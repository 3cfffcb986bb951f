//! A two-field system on a mesh of three intervals.
//!
//! The first field is P1 (four dofs), the second P0 (three dofs). The block (0, 1) is absent.
use crate::unit_tests::fixtures::{distributed_p1_dofmap, p0_space, p1_space, ConstantLoad, PatternForm};
use fenris_restrict::assembly::local::{BilinearForm, BlockBilinearForm, BlockLinearForm, LinearForm};
use fenris_restrict::assembly::Assembler;
use fenris_restrict::bc::{bcs_rows, DirichletBC};
use fenris_restrict::la::nalgebra::{DMatrix, DVector};
use fenris_restrict::la::{GhostContribution, IndexMap, Vector};
use fenris_restrict::restriction::DofMapRestriction;
use fenris_restrict::space::FunctionSpace;
use matrixcompare::assert_matrix_eq;
use proptest::prelude::*;
use std::sync::Arc;
use util::assert_approx_slice_eq;

struct System {
    v: Arc<FunctionSpace>,
    q: Arc<FunctionSpace>,
    a00: PatternForm,
    a10: PatternForm,
    a11: PatternForm,
    l0: ConstantLoad,
    l1: ConstantLoad,
}

impl System {
    fn new() -> Self {
        let v = p1_space(3);
        let q = p0_space(3);
        Self {
            a00: PatternForm::stiffness(&v),
            a10: PatternForm::constant(&q, &v, 0.5),
            a11: PatternForm::constant(&q, &q, 3.0),
            l0: ConstantLoad {
                space: v.clone(),
                value: 1.0,
            },
            l1: ConstantLoad {
                space: q.clone(),
                value: 2.0,
            },
            v,
            q,
        }
    }

    fn bilinear(&self) -> BlockBilinearForm<'_, f64> {
        let a00: &dyn BilinearForm<f64> = &self.a00;
        let a10: &dyn BilinearForm<f64> = &self.a10;
        let a11: &dyn BilinearForm<f64> = &self.a11;
        BlockBilinearForm::new(vec![vec![Some(a00), None], vec![Some(a10), Some(a11)]]).unwrap()
    }

    fn linear(&self) -> BlockLinearForm<'_, f64> {
        let l0: &dyn LinearForm<f64> = &self.l0;
        let l1: &dyn LinearForm<f64> = &self.l1;
        BlockLinearForm::new(vec![l0, l1])
    }

    fn bcs(&self, g: f64, h: f64) -> [DirichletBC<f64>; 2] {
        [
            DirichletBC::constant(self.v.clone(), vec![0], g).unwrap(),
            DirichletBC::constant(self.q.clone(), vec![2], h).unwrap(),
        ]
    }
}

#[test]
fn block_matrix_skips_absent_block_and_inserts_diagonal_on_square_blocks() {
    let system = System::new();
    let form = system.bilinear();
    let [bc_v, bc_q] = system.bcs(2.0, 4.0);
    let a = Assembler::new()
        .assemble_matrix_block_new(&form, &[&bc_v, &bc_q], 1.0, None)
        .unwrap();

    #[rustfmt::skip]
    let expected = DMatrix::from_row_slice(7, 7, &[
        1.0, 0.0, 0.0, 0.0,     0.0, 0.0, 0.0,
        0.0, 2.0, -1.0, 0.0,    0.0, 0.0, 0.0,
        0.0, -1.0, 2.0, -1.0,   0.0, 0.0, 0.0,
        0.0, 0.0, -1.0, 1.0,    0.0, 0.0, 0.0,
        0.0, 0.5, 0.0, 0.0,     3.0, 0.0, 0.0,
        0.0, 0.5, 0.5, 0.0,     0.0, 3.0, 0.0,
        0.0, 0.0, 0.0, 0.0,     0.0, 0.0, 1.0,
    ]);
    assert_matrix_eq!(a.to_dense(), expected);

    // The absent block has no stored entries at all
    for i in 0..4 {
        for j in 4..7 {
            assert_eq!(a.get(i, j), None);
        }
    }
}

#[test]
fn nest_matrix_matches_block_matrix() {
    let system = System::new();
    let form = system.bilinear();
    let [bc_v, bc_q] = system.bcs(2.0, 4.0);
    let assembler = Assembler::new();
    let block = assembler
        .assemble_matrix_block_new(&form, &[&bc_v, &bc_q], 1.0, None)
        .unwrap();
    let nest = assembler
        .assemble_matrix_nest_new(&form, &[&bc_v, &bc_q], 1.0, None)
        .unwrap();

    assert_eq!(nest.shape(), (2, 2));
    assert!(nest.sub_matrix(0, 1).is_none());
    assert_matrix_eq!(nest.to_dense(), block.to_dense());
}

#[test]
fn restricted_block_and_nest_matrices() {
    let system = System::new();
    let form = system.bilinear();
    let [_, bc_q] = system.bcs(2.0, 4.0);
    let restriction_v = DofMapRestriction::new(system.v.dofmap().clone(), &[1, 2, 3]).unwrap();
    let restriction_q = DofMapRestriction::new(system.q.dofmap().clone(), &[0, 1, 2]).unwrap();
    let restrictions = [&restriction_v, &restriction_q];
    let assembler = Assembler::new();

    let block = assembler
        .assemble_matrix_block_new(&form, &[&bc_q], 1.0, Some([&restrictions[..], &restrictions[..]]))
        .unwrap();
    #[rustfmt::skip]
    let expected = DMatrix::from_row_slice(6, 6, &[
        2.0, -1.0, 0.0,    0.0, 0.0, 0.0,
        -1.0, 2.0, -1.0,   0.0, 0.0, 0.0,
        0.0, -1.0, 1.0,    0.0, 0.0, 0.0,
        0.5, 0.0, 0.0,     3.0, 0.0, 0.0,
        0.5, 0.5, 0.0,     0.0, 3.0, 0.0,
        0.0, 0.0, 0.0,     0.0, 0.0, 1.0,
    ]);
    assert_matrix_eq!(block.to_dense(), expected);

    let nest = assembler
        .assemble_matrix_nest_new(&form, &[&bc_q], 1.0, Some([&restrictions[..], &restrictions[..]]))
        .unwrap();
    assert_matrix_eq!(nest.to_dense(), expected);
}

#[test]
fn block_vector_is_lifted_and_constrained() {
    let system = System::new();
    let (forms, a) = (system.linear(), system.bilinear());
    let [bc_v, bc_q] = system.bcs(2.0, 4.0);
    let bcs = [&bc_v, &bc_q];
    let assembler = Assembler::new();

    let b = assembler
        .assemble_vector_block_new(&forms, &a, &bcs, None, 1.0, None, None)
        .unwrap();
    assert_eq!(b.local(), &[2.0, 4.0, 2.0, 1.0, 1.0, 2.0, 4.0]);

    let x0 = Vector::from_local(
        IndexMap::new_serial(7),
        1,
        DVector::from_vec(vec![1.0, 0.0, 0.0, 0.0, 0.0, 0.0, 1.0]),
    )
    .unwrap();
    let b = assembler
        .assemble_vector_block_new(&forms, &a, &bcs, Some(&x0), 2.0, None, None)
        .unwrap();
    assert_eq!(b.local(), &[2.0, 4.0, 2.0, 1.0, 1.0, 2.0, 6.0]);
}

#[test]
fn nest_vector_with_lifting_matches_block_vector() {
    let system = System::new();
    let (forms, a) = (system.linear(), system.bilinear());
    let [bc_v, bc_q] = system.bcs(2.0, 4.0);
    let bcs = [&bc_v, &bc_q];
    let assembler = Assembler::new();

    let mut b = assembler.assemble_vector_nest_new(&forms, None).unwrap();
    assembler
        .apply_lifting_nest(&mut b, &a, &bcs, None, 1.0, None, None)
        .unwrap();
    assert_eq!(b.block(0).local(), &[-1.0, 4.0, 2.0, 1.0]);
    assert_eq!(b.block(1).local(), &[1.0, 2.0, -10.0]);

    b.accumulate_ghosts();
    assembler
        .set_bc_nest(&mut b, &bcs_rows(a.row_spaces(), &bcs), None, 1.0, None)
        .unwrap();

    let block = assembler
        .assemble_vector_block_new(&forms, &a, &bcs, None, 1.0, None, None)
        .unwrap();
    let concatenated = b.owned_concatenated();
    assert_approx_slice_eq!(concatenated.as_slice(), block.owned(), abstol = 1e-14);
}

#[test]
fn restricted_block_and_nest_vectors_agree() {
    let system = System::new();
    let (forms, a) = (system.linear(), system.bilinear());
    let [bc_v, bc_q] = system.bcs(2.0, 4.0);
    let bcs = [&bc_v, &bc_q];
    let restriction_v = DofMapRestriction::new(system.v.dofmap().clone(), &[0, 1, 2]).unwrap();
    let restriction_q = DofMapRestriction::new(system.q.dofmap().clone(), &[2, 1]).unwrap();
    let restrictions = [&restriction_v, &restriction_q];
    let assembler = Assembler::new();

    let block = assembler
        .assemble_vector_block_new(&forms, &a, &bcs, None, 1.0, Some(&restrictions), Some(&restrictions))
        .unwrap();
    // Block 0: [2, 4, 2], block 1 in restricted order (dof 2, dof 1): [4, 2]
    assert_eq!(block.local(), &[2.0, 4.0, 2.0, 4.0, 2.0]);

    let mut nest = assembler
        .assemble_vector_nest_new(&forms, Some(&restrictions))
        .unwrap();
    assembler
        .apply_lifting_nest(&mut nest, &a, &bcs, None, 1.0, Some(&restrictions), Some(&restrictions))
        .unwrap();
    assembler
        .set_bc_nest(&mut nest, &bcs_rows(a.row_spaces(), &bcs), None, 1.0, Some(&restrictions))
        .unwrap();
    assert_eq!(nest.owned_concatenated().as_slice(), block.owned());
}

#[test]
fn block_vector_reads_x0_through_its_own_restrictions() {
    let v = p1_space(2);
    let a00 = PatternForm::stiffness(&v);
    let load = ConstantLoad {
        space: v.clone(),
        value: 1.0,
    };
    let a = BlockBilinearForm::new(vec![vec![Some(&a00 as &dyn BilinearForm<f64>)]]).unwrap();
    let forms = BlockLinearForm::new(vec![&load as &dyn LinearForm<f64>]);
    let bc = DirichletBC::constant(v.clone(), vec![0], 2.0).unwrap();
    let restriction_b = DofMapRestriction::new(v.dofmap().clone(), &[1, 2]).unwrap();
    let restriction_x0 = DofMapRestriction::new(v.dofmap().clone(), &[0, 1]).unwrap();

    // x0 = 1 on dof 0 and 5 on dof 1
    let x0 = Vector::from_local(IndexMap::new_serial(2), 1, DVector::from_vec(vec![1.0, 5.0])).unwrap();
    let b = Assembler::new()
        .assemble_vector_block_new(
            &forms,
            &a,
            &[&bc],
            Some(&x0),
            1.0,
            Some(&[&restriction_b]),
            Some(&[&restriction_x0]),
        )
        .unwrap();
    // Load [1, 2, 1] on dofs 0, 1, 2 lifted with g - x0 = 1 on dof 0; dof 0 itself is inactive in b
    assert_eq!(b.local(), &[3.0, 1.0]);
}

#[test]
fn ghosted_restriction_stacks_blocks_process_major() {
    // This process owns dofs 0 and 1; dof 2 is a ghost owned by process 1
    let v = FunctionSpace::new(distributed_p1_dofmap(2));
    let restriction =
        DofMapRestriction::with_ghosts(v.dofmap().clone(), &[2, 1], vec![0, 1, 3], vec![1]).unwrap();
    let load = ConstantLoad {
        space: v.clone(),
        value: 1.0,
    };
    let assembler = Assembler::new();

    let b = assembler.assemble_vector_new(&load, Some(&restriction)).unwrap();
    assert_eq!(b.local(), &[2.0, 1.0]);

    let a00 = PatternForm::stiffness(&v);
    let a = BlockBilinearForm::new(vec![
        vec![Some(&a00 as &dyn BilinearForm<f64>), None],
        vec![None, Some(&a00 as &dyn BilinearForm<f64>)],
    ])
    .unwrap();
    let forms = BlockLinearForm::new(vec![&load as &dyn LinearForm<f64>, &load]);
    let restrictions = [&restriction, &restriction];
    let mut b = assembler
        .assemble_vector_block_new(&forms, &a, &[], None, 1.0, Some(&restrictions), None)
        .unwrap();
    assert_eq!(b.owned(), &[2.0, 2.0]);

    // Process 1 owns globals 2..4 of block 0 and 4..6 of block 1
    let contributions = b.take_ghost_contributions();
    assert_eq!(
        contributions,
        vec![
            GhostContribution {
                owner: 1,
                global: 2,
                value: 1.0
            },
            GhostContribution {
                owner: 1,
                global: 4,
                value: 1.0
            }
        ]
    );
}

proptest! {
    #[test]
    fn constrained_entries_hold_prescribed_values_after_block_assembly(
        g in -10.0..10.0f64,
        h in -10.0..10.0f64,
        scale in 0.1..5.0f64
    ) {
        let system = System::new();
        let (forms, a) = (system.linear(), system.bilinear());
        let [bc_v, bc_q] = system.bcs(g, h);
        let b = Assembler::new()
            .assemble_vector_block_new(&forms, &a, &[&bc_v, &bc_q], None, scale, None, None)
            .unwrap();
        prop_assert_eq!(b.local()[0], scale * g);
        prop_assert_eq!(b.local()[6], scale * h);
    }
}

────────────────

**Exercise details**
Give the count of lines containing the word "PatternForm" in the listing, and no other text.

**Written solution**
9